(Activity)
Below are the entries; return every line among them that holds the word "true".

(Material shown)

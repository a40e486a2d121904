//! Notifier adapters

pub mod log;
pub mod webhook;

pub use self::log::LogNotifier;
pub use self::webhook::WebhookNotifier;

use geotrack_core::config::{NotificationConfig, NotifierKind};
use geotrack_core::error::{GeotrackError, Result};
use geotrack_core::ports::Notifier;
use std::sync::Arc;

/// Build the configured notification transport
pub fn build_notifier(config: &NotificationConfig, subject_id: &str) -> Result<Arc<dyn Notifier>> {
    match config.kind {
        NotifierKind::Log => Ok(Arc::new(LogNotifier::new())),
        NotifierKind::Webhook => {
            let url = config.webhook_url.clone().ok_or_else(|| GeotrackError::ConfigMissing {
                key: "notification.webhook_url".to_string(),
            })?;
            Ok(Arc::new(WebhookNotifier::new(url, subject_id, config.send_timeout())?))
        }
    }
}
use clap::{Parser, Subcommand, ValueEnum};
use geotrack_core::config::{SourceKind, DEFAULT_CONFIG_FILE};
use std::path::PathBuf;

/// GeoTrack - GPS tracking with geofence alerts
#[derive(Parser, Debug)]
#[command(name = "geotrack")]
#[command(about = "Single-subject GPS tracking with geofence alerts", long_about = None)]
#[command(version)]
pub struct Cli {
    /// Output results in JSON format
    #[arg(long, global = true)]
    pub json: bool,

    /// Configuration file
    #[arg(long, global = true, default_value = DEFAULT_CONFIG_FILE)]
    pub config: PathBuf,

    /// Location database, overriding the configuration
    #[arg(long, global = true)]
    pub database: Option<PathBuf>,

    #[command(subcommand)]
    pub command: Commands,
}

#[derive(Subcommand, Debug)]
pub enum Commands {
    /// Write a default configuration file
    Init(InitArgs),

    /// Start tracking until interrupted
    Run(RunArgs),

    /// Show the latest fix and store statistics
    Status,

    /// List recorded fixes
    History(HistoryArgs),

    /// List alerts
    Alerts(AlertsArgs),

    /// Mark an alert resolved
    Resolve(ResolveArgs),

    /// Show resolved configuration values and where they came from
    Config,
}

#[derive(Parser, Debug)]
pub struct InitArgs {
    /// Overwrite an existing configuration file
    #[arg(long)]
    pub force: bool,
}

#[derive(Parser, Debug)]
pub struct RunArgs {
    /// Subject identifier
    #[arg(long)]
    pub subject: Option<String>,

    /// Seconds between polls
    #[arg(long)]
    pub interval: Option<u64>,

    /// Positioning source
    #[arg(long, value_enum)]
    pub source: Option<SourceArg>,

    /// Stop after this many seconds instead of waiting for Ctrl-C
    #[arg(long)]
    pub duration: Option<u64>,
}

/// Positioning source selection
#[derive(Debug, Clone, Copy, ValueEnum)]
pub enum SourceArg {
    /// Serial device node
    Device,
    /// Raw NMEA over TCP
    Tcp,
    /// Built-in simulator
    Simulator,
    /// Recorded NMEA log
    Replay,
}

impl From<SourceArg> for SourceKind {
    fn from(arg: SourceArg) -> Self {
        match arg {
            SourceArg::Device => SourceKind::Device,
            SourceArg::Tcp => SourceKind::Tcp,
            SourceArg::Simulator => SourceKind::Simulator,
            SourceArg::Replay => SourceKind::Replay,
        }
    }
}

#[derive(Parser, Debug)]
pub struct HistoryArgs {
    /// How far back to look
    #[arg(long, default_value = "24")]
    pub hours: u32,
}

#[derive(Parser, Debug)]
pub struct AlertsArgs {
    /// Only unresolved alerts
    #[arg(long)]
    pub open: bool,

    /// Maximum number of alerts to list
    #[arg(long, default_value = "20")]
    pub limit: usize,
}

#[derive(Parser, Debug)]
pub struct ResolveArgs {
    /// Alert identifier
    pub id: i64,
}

--

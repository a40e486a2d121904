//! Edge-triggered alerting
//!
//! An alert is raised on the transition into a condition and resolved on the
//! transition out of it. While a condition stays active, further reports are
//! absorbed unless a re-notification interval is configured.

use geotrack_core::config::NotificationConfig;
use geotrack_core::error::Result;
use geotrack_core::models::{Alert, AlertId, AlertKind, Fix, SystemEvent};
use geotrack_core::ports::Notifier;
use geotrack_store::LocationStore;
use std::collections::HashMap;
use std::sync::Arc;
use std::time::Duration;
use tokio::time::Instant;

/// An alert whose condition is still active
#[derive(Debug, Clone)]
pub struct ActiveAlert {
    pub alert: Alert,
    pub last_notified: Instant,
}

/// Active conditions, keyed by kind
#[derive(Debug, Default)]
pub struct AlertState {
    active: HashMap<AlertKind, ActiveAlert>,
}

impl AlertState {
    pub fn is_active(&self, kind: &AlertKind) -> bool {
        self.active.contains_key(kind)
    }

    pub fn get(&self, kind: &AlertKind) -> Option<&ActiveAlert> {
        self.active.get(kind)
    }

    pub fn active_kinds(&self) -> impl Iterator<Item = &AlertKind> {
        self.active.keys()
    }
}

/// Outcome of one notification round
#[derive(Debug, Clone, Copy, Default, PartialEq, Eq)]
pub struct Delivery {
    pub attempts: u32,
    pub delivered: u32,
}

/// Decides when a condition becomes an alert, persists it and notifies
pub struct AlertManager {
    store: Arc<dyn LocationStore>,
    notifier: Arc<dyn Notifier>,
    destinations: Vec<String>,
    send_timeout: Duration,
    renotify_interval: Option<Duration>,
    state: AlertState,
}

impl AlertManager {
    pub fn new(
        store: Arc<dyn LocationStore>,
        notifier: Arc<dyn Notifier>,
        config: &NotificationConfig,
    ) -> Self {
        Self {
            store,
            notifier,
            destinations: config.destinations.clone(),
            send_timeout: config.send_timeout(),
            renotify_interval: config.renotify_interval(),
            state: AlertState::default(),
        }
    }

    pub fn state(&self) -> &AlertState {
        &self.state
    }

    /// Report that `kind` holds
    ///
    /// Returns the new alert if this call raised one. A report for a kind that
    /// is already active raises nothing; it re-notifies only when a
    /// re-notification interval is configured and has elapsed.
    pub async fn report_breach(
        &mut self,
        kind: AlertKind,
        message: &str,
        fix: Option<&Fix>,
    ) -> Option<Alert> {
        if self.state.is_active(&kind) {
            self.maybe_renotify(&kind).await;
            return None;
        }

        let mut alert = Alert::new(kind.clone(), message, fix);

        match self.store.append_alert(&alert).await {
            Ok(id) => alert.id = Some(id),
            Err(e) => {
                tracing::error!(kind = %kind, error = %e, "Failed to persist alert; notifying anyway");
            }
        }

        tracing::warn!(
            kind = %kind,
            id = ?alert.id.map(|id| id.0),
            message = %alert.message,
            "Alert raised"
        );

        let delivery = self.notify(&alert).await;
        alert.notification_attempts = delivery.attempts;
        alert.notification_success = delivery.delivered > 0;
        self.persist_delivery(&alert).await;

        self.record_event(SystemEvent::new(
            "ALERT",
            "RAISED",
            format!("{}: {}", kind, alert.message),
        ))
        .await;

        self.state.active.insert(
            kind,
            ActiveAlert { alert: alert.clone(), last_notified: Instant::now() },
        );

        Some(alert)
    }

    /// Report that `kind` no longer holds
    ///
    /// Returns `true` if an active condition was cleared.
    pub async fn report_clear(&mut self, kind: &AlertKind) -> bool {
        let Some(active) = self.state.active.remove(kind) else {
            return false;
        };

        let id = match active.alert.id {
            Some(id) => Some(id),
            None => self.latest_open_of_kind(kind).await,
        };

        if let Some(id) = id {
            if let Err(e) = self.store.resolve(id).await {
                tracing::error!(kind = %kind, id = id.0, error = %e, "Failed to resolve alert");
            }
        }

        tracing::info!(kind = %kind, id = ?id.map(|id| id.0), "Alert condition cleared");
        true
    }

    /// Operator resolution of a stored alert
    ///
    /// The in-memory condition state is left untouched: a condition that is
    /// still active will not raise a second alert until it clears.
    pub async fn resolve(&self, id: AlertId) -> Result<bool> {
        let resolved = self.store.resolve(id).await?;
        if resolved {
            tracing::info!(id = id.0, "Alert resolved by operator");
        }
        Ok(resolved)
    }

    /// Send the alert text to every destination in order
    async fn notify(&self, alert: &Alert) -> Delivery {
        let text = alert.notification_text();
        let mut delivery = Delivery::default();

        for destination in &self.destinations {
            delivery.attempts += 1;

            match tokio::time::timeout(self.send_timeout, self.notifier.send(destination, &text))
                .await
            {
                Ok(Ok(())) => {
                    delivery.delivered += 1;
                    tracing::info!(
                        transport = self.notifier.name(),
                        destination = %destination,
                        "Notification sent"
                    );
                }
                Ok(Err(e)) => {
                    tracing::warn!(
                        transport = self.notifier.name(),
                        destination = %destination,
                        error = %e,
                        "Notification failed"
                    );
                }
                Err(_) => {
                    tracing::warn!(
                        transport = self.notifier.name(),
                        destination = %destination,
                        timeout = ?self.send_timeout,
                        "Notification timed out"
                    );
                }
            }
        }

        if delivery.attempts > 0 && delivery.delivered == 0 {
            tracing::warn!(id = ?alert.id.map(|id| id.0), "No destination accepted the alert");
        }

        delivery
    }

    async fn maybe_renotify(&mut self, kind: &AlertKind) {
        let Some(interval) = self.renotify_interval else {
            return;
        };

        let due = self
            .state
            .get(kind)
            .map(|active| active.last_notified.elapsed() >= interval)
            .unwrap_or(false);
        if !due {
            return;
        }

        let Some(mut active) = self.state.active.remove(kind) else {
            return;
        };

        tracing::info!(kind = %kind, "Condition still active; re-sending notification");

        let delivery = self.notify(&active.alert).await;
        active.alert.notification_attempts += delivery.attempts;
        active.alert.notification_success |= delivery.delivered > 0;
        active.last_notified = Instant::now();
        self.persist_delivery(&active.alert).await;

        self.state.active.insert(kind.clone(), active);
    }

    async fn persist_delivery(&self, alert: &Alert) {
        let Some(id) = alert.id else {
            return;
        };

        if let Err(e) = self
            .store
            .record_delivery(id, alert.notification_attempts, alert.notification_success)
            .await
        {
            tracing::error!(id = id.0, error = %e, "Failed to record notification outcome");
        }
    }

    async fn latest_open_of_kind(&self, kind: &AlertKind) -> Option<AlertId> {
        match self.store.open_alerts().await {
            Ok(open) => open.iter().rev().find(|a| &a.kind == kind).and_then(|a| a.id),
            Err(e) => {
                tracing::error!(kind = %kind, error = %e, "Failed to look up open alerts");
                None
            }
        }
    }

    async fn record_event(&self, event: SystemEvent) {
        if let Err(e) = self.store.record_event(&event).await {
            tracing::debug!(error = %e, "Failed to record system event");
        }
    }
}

* * *

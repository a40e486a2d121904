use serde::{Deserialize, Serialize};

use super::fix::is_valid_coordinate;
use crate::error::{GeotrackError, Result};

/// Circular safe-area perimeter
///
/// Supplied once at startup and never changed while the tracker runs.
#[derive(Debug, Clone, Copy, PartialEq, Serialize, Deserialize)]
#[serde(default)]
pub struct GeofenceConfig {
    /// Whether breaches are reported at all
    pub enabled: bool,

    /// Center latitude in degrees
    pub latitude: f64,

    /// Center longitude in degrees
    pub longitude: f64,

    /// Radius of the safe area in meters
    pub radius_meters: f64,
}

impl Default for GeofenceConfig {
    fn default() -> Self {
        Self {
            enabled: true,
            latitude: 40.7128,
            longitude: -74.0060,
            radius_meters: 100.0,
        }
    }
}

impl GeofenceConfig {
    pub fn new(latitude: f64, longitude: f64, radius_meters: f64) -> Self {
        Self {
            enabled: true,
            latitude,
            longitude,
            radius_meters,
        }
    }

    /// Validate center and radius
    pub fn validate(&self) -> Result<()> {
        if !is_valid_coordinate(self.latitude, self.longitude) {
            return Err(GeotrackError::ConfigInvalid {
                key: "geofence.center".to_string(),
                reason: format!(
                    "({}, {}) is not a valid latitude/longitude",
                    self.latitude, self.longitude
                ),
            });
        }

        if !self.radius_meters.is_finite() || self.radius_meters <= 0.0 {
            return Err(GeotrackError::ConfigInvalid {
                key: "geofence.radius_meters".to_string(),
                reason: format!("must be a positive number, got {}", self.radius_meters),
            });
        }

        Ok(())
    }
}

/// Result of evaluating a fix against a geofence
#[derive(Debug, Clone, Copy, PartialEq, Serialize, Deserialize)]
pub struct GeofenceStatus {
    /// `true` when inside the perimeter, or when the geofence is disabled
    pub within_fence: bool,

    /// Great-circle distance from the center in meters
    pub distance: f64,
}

(Solution to this exercise)
    #[arg(long, global = true)]
    #[arg(long, global = true, default_value = DEFAULT_CONFIG_FILE)]
    #[arg(long, global = true)]
    /// Returns `true` if an active condition was cleared.
        true
            enabled: true,
            enabled: true,
    /// `true` when inside the perimeter, or when the geofence is disabled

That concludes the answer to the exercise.